De um momento para o outro, tudo desapareceu. Perdi há muito a conta das vezes que ouvi “Um dia tens que...”, “Está na altura de...”, “Está a fazer-te falta...”, “É muito mais prático...”, “Até fulano já tem...” Anos de impiedosa lavagem cerebral, quase como se fosse anormal eu não ter tomado essa decisão, como fizeram todos os outros, há já tanto tempo. Como se fosse qualquer coisa ligada à nossa independência, ao nosso amadurecimento. E assim, há dois meses atrás, pus termo à lavagem, e sequei todas as bocas palpiteiras. E findou-se o estádio passageiro. Deu-se início ao estádio... uuiii.

Todo um mundo novo se abriu para mim. No meio de uma imensidade de sinais verticais, luminosos, setas de desvio, de selecção, e sei lá mais o quê, descobri um mundo de caras feias, sobrolhos franzidos, braços levantados, mãos extraordinariamente expressivas. Um mundo onde é desconhecida a paciência da espera, um mundo onde toda a gente quer o mesmo lugar ao mesmo tempo, onde não entra um de cada vez, onde todos querem ser o primeiro. Se me livrei das bocas palpiteiras, agora tenho à discrição as bocas arreganhadas em insultos pouco imaginativos e raras vezes com razão.

E em poucos dias, as capacidades aperfeiçoadas durante anos sofreram um violento abalo...! Demorei vários dias até perceber que, agora que mudei de mundo, se pretendo sobreviver nele, tenho que desenvolver uma outra capacidade. O autismo automóvel. A carroçaria guarda agora o meu mundo, impermeável ao outro lá fora. Aquelas coisas com rodas são elas mesmas seres, uns bons e outros maus, dos quais eu tenho que me defender a todo o custo.

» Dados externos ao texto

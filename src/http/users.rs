//! Tenant account endpoints.
//!
//! Registration is public (IP-limited); everything else authenticates
//! through the `x-api-key` header. Account endpoints do not consume the
//! monthly quota.

use axum::{
    extract::{Extension, Path, State},
    http::{HeaderMap, StatusCode},
    response::Response,
    Json,
};
use chrono::Utc;
use serde_json::{json, Value};
use std::collections::HashMap;
use uuid::Uuid;

use super::middleware::{client_ip, RequestId};
use super::{json_response, params, AppState};
use crate::config::{plan_limits, Plan};
use crate::error::ApiError;
use crate::storage::models::{ApiKeyRecord, Subscription, User};

fn user_json(user: &User) -> Value {
    json!({
        "id": user.id,
        "email": user.email,
        "fullName": user.full_name,
        "companyName": user.company_name,
        "plan": user.plan.as_str(),
        "status": user.status.as_str(),
        "createdAt": user.created_at,
    })
}

fn subscription_json(sub: &Subscription) -> Value {
    json!({
        "plan": sub.plan.as_str(),
        "status": sub.status.as_str(),
        "monthlyQuota": sub.monthly_quota,
        "currentUsage": sub.current_usage,
        "rateLimitPerMinute": sub.rate_limit_per_minute,
        "billingPeriodStart": sub.billing_period_start,
        "billingPeriodEnd": sub.billing_period_end,
        "priceCents": sub.price_cents,
    })
}

fn key_json(key: &ApiKeyRecord) -> Value {
    json!({
        "id": key.id,
        "keyPrefix": key.key_prefix,
        "name": key.name,
        "active": key.active,
        "totalCalls": key.total_calls,
        "createdAt": key.created_at,
        "revokedAt": key.revoked_at,
        "lastUsedAt": key.last_used_at,
    })
}

/// POST /api/v1/users/register (public)
pub async fn register(
    State(state): State<AppState>,
    Extension(request_id): Extension<RequestId>,
    headers: HeaderMap,
    body: Option<Json<Value>>,
) -> Response {
    let result = register_inner(&state, &headers, body.as_deref()).await;
    finish(result, &request_id)
}

async fn register_inner(
    state: &AppState,
    headers: &HeaderMap,
    body: Option<&Value>,
) -> Result<(StatusCode, Value), ApiError> {
    if let Err(retry_after_secs) = state.ip_limiter.check(client_ip(headers)).await {
        state.ip_limiter.cleanup().await;
        return Err(ApiError::RateLimited { retry_after_secs });
    }

    let request = params::normalize(&HashMap::new(), body);
    let email = params::str_param(&request, "email")
        .ok_or_else(|| ApiError::InvalidRequest("missing required field: email".into()))?;
    let plan = match params::str_param(&request, "plan") {
        Some(raw) => Plan::parse(&raw)
            .ok_or_else(|| ApiError::InvalidRequest(format!("unknown plan: {}", raw)))?,
        None => Plan::Starter,
    };

    let provisioned = state
        .gate
        .provision_tenant(
            &email,
            params::str_param(&request, "fullName"),
            params::str_param(&request, "companyName"),
            plan,
            None,
        )
        .await?;

    // The raw key is shown exactly once, here.
    let body = json!({
        "user": user_json(&provisioned.user),
        "subscription": subscription_json(&provisioned.subscription),
        "apiKey": {
            "id": provisioned.api_key.id,
            "key": provisioned.raw_key,
            "keyPrefix": provisioned.api_key.key_prefix,
        },
    });
    Ok((StatusCode::CREATED, body))
}

/// GET /api/v1/users/me
pub async fn me(
    State(state): State<AppState>,
    Extension(request_id): Extension<RequestId>,
    headers: HeaderMap,
) -> Response {
    let result = async {
        let ctx = state.authenticate_request(&headers).await?;
        Ok((
            StatusCode::OK,
            json!({
                "user": user_json(&ctx.user),
                "subscription": subscription_json(&ctx.subscription),
            }),
        ))
    }
    .await;
    finish(result, &request_id)
}

/// GET /api/v1/users/usage
pub async fn usage(
    State(state): State<AppState>,
    Extension(request_id): Extension<RequestId>,
    headers: HeaderMap,
) -> Response {
    let result = async {
        let ctx = state.authenticate_request(&headers).await?;
        let sub = &ctx.subscription;
        Ok((
            StatusCode::OK,
            json!({
                "currentUsage": sub.current_usage,
                "monthlyQuota": sub.monthly_quota,
                "remaining": (sub.monthly_quota - sub.current_usage).max(0),
                "billingPeriodStart": sub.billing_period_start,
                "billingPeriodEnd": sub.billing_period_end,
                "keyTotalCalls": ctx.api_key.total_calls,
            }),
        ))
    }
    .await;
    finish(result, &request_id)
}

/// GET /api/v1/users/keys
pub async fn list_keys(
    State(state): State<AppState>,
    Extension(request_id): Extension<RequestId>,
    headers: HeaderMap,
) -> Response {
    let result = async {
        let ctx = state.authenticate_request(&headers).await?;
        let keys = state
            .store
            .list_api_keys(ctx.user.id)
            .await
            .map_err(ApiError::Internal)?;
        let keys: Vec<Value> = keys.iter().map(key_json).collect();
        Ok((StatusCode::OK, json!({ "keys": keys })))
    }
    .await;
    finish(result, &request_id)
}

/// POST /api/v1/users/keys
pub async fn create_key(
    State(state): State<AppState>,
    Extension(request_id): Extension<RequestId>,
    headers: HeaderMap,
    body: Option<Json<Value>>,
) -> Response {
    let result = async {
        let ctx = state.authenticate_request(&headers).await?;
        let request = params::normalize(&HashMap::new(), body.as_deref());
        let name = params::str_param(&request, "name");

        let (record, raw_key) = state.gate.create_key(ctx.user.id, name).await?;
        Ok((
            StatusCode::CREATED,
            json!({
                "id": record.id,
                "key": raw_key,
                "keyPrefix": record.key_prefix,
                "name": record.name,
            }),
        ))
    }
    .await;
    finish(result, &request_id)
}

/// DELETE /api/v1/users/keys/{key_id}
pub async fn revoke_key(
    State(state): State<AppState>,
    Extension(request_id): Extension<RequestId>,
    headers: HeaderMap,
    Path(key_id): Path<String>,
) -> Response {
    let result = async {
        let ctx = state.authenticate_request(&headers).await?;
        let key_id: Uuid = key_id
            .parse()
            .map_err(|_| ApiError::InvalidRequest("invalid key id".into()))?;

        let found = state
            .store
            .revoke_api_key(ctx.user.id, key_id, Utc::now())
            .await
            .map_err(ApiError::Internal)?;
        if !found {
            return Err(ApiError::NotFound("unknown API key".into()));
        }
        Ok((StatusCode::OK, json!({ "revoked": true, "id": key_id })))
    }
    .await;
    finish(result, &request_id)
}

/// POST /api/v1/users/plan
pub async fn change_plan(
    State(state): State<AppState>,
    Extension(request_id): Extension<RequestId>,
    headers: HeaderMap,
    body: Option<Json<Value>>,
) -> Response {
    let result = async {
        let ctx = state.authenticate_request(&headers).await?;
        let request = params::normalize(&HashMap::new(), body.as_deref());
        let plan = params::str_param(&request, "plan")
            .and_then(|p| Plan::parse(&p))
            .ok_or_else(|| ApiError::InvalidRequest("missing or unknown plan".into()))?;

        state
            .store
            .change_plan(ctx.user.id, plan, plan_limits(plan))
            .await
            .map_err(ApiError::Internal)?;

        let subscription = state
            .store
            .active_subscription(ctx.user.id)
            .await
            .map_err(ApiError::Internal)?
            .ok_or_else(|| ApiError::NotFound("no active subscription".into()))?;
        Ok((StatusCode::OK, json!({ "subscription": subscription_json(&subscription) })))
    }
    .await;
    finish(result, &request_id)
}

/// POST /api/v1/users/cancel
pub async fn cancel(
    State(state): State<AppState>,
    Extension(request_id): Extension<RequestId>,
    headers: HeaderMap,
) -> Response {
    let result = async {
        let ctx = state.authenticate_request(&headers).await?;
        state
            .store
            .cancel_subscription(ctx.user.id, Utc::now())
            .await
            .map_err(ApiError::Internal)?;
        Ok((StatusCode::OK, json!({ "status": "cancelled" })))
    }
    .await;
    finish(result, &request_id)
}

fn finish(result: Result<(StatusCode, Value), ApiError>, request_id: &RequestId) -> Response {
    match result {
        Ok((status, mut body)) => {
            if let Some(object) = body.as_object_mut() {
                object.insert("requestId".into(), json!(request_id.0));
            }
            json_response(status, body, None)
        }
        Err(err) => err.into_response_with_id(&request_id.0),
    }
}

E assim passaram a ser as minhas manhãs, as minhas tardes. Ainda assim, sinto que começo a chegar ao limiar da resistência, àquele ponto de break-even entre as vantagens e as desvantagens. Mas por vezes as saudades ainda apertam, os equilíbrios, os cheiros, as esperas, os chapéus-de-chuva. Tudo ainda tão fresco. Tudo ainda tão tentador. Especialmente quando há mais uma batalha vencida e se está meia-hora para estacionar, termo até há dois meses desconhecido. Porque os “seres” que me transportavam tinham uma vantagem brutal: cumpriam a sua tarefa e iam-se embora sozinhos.

sábado, 17 de abril de 2004

Nunca é tarde...


...para perceber que isso é mentira. Infelizmente o efeito da Primavera não dura para sempre, e numa noite mais fria de Abril, há coisas que é impossível ver como um dia de Inverno que vai passar.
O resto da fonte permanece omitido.